Check each line of the material for the string "primitive", and copy the lines that have it.

Data shown:
+ + + +

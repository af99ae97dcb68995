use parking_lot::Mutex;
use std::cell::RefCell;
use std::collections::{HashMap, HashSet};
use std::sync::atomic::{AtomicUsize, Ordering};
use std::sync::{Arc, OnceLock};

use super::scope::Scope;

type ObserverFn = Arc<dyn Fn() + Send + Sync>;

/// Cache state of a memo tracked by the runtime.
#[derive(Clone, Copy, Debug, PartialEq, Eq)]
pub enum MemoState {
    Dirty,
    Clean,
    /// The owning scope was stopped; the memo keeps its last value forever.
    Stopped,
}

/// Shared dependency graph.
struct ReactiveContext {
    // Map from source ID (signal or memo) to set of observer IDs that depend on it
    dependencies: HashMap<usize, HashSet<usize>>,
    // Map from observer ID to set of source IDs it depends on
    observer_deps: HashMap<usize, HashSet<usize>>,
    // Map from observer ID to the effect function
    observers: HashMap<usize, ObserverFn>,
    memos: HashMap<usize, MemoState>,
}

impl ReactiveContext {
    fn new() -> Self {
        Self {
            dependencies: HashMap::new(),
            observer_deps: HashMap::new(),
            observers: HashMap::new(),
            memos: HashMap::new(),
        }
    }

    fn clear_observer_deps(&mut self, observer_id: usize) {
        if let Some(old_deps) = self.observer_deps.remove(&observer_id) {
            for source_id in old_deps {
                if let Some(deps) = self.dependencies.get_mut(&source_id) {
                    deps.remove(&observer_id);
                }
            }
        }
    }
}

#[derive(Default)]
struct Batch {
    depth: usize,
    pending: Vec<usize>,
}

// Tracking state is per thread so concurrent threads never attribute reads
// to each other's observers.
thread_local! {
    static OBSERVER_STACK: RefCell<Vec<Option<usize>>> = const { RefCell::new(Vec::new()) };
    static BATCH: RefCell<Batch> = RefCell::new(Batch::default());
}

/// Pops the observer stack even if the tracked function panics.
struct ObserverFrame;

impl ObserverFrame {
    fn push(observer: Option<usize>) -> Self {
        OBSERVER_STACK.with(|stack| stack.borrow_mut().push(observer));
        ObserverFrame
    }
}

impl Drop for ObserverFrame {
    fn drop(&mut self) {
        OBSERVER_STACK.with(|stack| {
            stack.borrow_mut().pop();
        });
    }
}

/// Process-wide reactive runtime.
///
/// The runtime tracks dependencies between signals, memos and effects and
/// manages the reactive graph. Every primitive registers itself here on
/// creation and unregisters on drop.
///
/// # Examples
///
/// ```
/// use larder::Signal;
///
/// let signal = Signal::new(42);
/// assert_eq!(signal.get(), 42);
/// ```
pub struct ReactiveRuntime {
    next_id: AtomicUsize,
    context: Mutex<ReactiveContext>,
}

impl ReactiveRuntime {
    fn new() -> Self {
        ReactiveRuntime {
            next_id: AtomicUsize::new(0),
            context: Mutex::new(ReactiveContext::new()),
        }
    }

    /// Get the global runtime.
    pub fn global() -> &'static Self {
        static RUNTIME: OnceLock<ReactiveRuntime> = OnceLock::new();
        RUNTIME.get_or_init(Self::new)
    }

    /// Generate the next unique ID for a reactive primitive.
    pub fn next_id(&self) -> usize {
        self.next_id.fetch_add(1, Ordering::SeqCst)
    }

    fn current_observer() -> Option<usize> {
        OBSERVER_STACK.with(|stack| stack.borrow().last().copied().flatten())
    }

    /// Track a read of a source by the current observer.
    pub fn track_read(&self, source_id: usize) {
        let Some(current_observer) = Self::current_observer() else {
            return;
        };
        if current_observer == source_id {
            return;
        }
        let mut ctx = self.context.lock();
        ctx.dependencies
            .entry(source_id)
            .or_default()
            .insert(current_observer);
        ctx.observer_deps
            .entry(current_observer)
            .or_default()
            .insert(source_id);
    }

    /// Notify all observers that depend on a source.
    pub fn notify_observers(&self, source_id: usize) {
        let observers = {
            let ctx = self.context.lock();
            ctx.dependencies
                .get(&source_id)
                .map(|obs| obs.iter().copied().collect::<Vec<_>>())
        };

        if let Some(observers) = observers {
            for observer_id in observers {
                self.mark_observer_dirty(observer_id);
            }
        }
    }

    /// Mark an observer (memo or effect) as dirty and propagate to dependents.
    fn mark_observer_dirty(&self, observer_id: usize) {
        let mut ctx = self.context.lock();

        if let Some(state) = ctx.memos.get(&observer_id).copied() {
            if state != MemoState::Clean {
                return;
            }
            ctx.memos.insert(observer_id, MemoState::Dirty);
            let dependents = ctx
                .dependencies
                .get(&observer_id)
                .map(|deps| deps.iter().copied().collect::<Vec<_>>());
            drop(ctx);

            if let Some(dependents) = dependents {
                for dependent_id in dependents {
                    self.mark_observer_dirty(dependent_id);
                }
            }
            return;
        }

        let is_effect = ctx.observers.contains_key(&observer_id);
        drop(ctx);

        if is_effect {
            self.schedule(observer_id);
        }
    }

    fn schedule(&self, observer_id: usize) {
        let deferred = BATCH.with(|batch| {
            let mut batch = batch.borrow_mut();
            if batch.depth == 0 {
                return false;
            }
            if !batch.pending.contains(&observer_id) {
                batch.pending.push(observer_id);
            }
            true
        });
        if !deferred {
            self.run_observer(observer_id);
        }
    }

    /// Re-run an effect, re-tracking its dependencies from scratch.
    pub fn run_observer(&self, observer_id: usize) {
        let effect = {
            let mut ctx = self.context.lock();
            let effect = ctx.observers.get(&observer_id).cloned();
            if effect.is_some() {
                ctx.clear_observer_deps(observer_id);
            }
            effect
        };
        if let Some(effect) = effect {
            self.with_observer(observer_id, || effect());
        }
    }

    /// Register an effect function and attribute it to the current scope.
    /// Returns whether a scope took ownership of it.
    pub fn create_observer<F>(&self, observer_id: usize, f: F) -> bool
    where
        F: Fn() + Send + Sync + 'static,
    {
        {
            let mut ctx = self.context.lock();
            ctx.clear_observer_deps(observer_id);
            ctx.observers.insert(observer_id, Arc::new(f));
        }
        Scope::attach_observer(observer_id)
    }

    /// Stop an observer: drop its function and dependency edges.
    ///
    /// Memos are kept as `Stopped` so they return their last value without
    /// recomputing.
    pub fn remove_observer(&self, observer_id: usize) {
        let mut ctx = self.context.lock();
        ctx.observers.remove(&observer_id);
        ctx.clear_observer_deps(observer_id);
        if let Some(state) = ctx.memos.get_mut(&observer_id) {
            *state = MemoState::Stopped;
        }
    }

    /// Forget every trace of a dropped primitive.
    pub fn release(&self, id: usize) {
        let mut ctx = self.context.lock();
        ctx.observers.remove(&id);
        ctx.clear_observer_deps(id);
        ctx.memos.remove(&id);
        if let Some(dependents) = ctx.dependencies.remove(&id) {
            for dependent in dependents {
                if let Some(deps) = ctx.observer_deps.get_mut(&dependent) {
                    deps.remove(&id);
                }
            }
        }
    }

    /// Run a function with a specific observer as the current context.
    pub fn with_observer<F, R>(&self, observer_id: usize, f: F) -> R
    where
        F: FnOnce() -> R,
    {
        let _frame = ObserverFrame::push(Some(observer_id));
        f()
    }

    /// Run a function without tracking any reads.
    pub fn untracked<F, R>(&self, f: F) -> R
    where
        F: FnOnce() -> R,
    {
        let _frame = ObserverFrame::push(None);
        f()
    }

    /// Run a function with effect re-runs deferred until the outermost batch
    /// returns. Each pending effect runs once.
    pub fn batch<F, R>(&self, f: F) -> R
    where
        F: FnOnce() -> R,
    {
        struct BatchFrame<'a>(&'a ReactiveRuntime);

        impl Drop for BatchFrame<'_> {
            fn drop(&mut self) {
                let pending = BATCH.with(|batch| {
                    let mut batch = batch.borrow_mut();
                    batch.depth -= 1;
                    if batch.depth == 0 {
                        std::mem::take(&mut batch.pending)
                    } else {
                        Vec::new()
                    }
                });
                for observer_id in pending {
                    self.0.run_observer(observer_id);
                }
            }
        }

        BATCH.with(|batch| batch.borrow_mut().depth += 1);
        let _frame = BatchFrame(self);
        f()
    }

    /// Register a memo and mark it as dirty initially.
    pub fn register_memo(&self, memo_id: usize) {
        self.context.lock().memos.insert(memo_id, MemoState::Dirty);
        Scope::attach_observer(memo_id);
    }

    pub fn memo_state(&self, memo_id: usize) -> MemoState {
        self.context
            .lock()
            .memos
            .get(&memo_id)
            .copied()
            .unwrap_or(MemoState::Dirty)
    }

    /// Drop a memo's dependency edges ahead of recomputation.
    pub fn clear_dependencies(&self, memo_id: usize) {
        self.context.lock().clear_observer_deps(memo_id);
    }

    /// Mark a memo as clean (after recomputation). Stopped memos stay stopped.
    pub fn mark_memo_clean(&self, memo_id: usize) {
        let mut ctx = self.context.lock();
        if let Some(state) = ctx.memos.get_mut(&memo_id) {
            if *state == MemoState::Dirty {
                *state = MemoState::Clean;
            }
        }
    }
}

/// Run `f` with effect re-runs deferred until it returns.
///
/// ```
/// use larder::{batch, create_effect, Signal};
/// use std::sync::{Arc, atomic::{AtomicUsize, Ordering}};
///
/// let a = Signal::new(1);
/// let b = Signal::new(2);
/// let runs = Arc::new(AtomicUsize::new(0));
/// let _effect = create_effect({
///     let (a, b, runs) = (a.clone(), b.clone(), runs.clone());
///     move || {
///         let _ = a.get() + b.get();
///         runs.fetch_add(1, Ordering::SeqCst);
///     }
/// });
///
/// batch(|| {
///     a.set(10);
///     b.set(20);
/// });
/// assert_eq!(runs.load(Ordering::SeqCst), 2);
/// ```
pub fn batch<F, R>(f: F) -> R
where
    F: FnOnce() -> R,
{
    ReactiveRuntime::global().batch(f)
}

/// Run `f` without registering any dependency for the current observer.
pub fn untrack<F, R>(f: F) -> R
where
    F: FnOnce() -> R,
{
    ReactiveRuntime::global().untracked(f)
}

+ + + +

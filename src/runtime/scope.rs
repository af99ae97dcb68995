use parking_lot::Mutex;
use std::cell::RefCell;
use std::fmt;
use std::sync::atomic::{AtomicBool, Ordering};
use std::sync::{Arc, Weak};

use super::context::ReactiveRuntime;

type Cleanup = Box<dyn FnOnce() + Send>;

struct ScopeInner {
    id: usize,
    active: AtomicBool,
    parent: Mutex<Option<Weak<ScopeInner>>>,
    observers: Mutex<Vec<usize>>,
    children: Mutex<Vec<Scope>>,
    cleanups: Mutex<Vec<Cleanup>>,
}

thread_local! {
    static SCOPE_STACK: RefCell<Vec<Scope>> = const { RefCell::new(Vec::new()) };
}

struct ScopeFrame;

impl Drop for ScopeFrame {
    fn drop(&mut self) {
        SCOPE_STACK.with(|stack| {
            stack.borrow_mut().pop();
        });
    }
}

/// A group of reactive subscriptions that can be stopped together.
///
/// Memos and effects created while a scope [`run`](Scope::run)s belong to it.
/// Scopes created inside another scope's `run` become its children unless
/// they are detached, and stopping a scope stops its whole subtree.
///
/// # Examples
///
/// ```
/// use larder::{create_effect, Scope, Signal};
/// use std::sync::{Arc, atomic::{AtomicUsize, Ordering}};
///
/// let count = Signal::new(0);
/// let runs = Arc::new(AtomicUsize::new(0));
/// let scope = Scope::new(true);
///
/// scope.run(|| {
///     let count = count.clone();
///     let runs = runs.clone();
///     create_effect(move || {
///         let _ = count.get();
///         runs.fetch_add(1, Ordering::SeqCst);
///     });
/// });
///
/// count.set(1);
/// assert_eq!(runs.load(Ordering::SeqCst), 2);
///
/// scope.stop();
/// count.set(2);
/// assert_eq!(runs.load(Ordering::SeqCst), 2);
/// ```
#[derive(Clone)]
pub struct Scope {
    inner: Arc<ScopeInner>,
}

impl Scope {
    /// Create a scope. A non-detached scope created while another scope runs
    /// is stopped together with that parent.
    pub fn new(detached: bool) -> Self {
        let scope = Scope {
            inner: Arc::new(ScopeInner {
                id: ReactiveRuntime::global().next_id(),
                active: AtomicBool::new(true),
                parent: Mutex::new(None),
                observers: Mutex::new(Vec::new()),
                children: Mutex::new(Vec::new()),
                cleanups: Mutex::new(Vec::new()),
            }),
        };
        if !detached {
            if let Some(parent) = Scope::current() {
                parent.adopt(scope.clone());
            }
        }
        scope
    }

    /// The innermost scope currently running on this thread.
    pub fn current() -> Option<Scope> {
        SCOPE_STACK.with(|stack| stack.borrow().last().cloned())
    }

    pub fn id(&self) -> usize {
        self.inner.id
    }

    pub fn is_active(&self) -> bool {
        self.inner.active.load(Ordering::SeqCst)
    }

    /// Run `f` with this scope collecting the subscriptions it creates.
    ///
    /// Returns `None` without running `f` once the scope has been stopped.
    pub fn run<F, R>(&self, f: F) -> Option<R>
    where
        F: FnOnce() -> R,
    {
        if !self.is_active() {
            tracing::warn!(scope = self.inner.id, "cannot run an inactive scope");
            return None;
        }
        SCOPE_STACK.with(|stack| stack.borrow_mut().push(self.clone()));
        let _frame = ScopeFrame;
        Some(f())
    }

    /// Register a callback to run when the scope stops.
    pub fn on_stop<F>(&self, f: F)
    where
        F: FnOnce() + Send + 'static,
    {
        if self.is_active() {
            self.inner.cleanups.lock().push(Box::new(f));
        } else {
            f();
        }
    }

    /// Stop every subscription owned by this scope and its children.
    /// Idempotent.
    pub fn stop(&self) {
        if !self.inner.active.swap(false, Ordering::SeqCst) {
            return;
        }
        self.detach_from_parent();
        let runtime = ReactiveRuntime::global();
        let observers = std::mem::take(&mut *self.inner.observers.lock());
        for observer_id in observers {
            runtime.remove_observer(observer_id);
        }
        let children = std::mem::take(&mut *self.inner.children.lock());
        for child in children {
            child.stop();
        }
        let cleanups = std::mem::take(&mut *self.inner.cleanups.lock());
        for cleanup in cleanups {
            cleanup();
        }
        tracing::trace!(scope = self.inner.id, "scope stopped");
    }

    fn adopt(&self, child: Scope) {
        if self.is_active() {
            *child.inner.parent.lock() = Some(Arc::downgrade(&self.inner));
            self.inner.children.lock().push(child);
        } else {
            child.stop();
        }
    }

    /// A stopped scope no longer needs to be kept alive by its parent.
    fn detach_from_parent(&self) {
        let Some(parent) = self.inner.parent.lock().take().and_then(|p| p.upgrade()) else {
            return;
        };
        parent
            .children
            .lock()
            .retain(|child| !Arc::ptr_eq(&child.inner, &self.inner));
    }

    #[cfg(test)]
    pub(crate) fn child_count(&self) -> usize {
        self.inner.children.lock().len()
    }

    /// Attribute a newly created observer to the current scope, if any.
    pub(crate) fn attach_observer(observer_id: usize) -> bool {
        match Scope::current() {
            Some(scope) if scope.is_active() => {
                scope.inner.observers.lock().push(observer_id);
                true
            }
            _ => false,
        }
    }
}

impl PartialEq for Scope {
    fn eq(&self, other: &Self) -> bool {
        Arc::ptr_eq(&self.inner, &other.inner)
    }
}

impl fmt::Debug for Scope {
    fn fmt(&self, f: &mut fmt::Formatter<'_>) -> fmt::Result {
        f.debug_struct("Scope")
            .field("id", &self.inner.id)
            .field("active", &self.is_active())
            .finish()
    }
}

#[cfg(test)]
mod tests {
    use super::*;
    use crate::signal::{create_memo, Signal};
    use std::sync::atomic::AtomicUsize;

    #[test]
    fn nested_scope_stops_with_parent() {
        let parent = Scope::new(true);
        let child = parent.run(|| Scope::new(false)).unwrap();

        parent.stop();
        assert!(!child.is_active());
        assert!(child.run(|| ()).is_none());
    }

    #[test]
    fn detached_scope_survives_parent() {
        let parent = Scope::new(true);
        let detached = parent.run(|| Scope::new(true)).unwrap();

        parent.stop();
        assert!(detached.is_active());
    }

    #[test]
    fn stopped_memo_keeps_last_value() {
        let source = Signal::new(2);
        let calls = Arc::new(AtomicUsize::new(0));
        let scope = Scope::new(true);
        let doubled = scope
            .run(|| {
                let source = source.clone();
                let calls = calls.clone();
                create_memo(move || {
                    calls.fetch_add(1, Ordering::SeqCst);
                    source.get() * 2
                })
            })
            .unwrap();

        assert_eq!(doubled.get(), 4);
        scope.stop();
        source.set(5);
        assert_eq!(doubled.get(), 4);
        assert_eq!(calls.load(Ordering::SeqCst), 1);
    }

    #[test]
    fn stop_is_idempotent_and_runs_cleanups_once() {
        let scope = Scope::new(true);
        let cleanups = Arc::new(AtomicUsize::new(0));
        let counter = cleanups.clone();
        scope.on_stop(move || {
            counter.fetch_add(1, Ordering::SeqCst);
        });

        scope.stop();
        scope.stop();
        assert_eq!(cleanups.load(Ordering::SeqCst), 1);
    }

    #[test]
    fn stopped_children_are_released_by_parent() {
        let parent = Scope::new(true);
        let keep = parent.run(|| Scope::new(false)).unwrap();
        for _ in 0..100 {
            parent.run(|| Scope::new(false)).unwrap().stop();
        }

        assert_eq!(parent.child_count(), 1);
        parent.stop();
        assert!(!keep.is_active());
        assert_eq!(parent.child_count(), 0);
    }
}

+ + + +

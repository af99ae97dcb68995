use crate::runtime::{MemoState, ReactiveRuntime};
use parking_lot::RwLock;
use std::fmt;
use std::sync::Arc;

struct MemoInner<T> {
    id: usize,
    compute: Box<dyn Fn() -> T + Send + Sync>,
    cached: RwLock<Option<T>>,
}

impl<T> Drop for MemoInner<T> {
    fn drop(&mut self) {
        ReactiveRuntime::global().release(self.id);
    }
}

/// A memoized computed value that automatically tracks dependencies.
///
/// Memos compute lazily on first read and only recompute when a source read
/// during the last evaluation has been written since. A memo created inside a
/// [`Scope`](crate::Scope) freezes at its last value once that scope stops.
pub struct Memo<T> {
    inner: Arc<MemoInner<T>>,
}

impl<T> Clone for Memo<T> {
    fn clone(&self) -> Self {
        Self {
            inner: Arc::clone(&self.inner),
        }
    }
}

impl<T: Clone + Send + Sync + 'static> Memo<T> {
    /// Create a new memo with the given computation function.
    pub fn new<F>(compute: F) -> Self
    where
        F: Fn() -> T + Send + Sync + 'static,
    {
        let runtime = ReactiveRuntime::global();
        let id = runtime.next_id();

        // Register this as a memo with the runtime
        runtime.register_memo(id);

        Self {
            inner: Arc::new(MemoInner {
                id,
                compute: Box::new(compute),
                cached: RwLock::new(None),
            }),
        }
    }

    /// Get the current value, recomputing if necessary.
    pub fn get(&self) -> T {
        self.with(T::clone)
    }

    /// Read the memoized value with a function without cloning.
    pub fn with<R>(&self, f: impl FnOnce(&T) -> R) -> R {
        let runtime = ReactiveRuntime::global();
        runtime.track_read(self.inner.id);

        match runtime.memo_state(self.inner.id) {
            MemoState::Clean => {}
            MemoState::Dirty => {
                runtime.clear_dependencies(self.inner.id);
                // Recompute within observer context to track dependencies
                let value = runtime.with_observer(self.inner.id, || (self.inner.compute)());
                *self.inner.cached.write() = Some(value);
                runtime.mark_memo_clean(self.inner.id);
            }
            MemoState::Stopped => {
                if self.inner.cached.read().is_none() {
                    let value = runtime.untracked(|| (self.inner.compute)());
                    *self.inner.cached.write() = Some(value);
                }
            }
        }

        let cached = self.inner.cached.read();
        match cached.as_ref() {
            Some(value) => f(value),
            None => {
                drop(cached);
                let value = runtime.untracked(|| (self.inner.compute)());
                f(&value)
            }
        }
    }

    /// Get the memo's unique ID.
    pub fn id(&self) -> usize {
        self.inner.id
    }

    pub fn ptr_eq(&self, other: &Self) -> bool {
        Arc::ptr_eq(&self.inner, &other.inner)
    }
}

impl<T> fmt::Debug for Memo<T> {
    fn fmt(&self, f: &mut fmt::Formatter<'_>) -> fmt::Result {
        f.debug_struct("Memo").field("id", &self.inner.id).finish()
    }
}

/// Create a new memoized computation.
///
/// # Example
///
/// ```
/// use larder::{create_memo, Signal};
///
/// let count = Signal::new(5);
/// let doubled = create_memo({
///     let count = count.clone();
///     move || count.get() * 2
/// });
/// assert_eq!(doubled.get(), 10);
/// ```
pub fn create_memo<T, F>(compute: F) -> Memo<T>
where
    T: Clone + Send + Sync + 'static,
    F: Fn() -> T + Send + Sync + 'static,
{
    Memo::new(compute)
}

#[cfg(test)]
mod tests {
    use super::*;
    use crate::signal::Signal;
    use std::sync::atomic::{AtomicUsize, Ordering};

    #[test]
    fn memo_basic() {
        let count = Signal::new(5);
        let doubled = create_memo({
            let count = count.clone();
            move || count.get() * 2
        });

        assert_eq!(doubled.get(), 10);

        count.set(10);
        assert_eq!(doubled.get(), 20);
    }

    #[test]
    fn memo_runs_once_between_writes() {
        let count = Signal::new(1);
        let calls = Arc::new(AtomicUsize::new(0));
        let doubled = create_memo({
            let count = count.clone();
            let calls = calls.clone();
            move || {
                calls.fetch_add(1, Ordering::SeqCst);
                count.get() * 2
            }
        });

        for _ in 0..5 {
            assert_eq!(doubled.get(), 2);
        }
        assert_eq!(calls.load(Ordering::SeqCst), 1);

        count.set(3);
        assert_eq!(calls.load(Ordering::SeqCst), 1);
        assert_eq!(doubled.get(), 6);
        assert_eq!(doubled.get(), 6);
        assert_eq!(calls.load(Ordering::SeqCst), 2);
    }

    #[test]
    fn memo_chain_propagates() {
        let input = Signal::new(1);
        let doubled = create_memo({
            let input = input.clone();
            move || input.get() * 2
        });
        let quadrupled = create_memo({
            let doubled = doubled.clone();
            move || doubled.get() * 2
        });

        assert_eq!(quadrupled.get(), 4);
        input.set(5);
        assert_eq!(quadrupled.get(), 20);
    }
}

+ + + +

Reply:
/// manages the reactive graph. Every primitive registers itself here on
    /// Generate the next unique ID for a reactive primitive.
    /// Forget every trace of a dropped primitive.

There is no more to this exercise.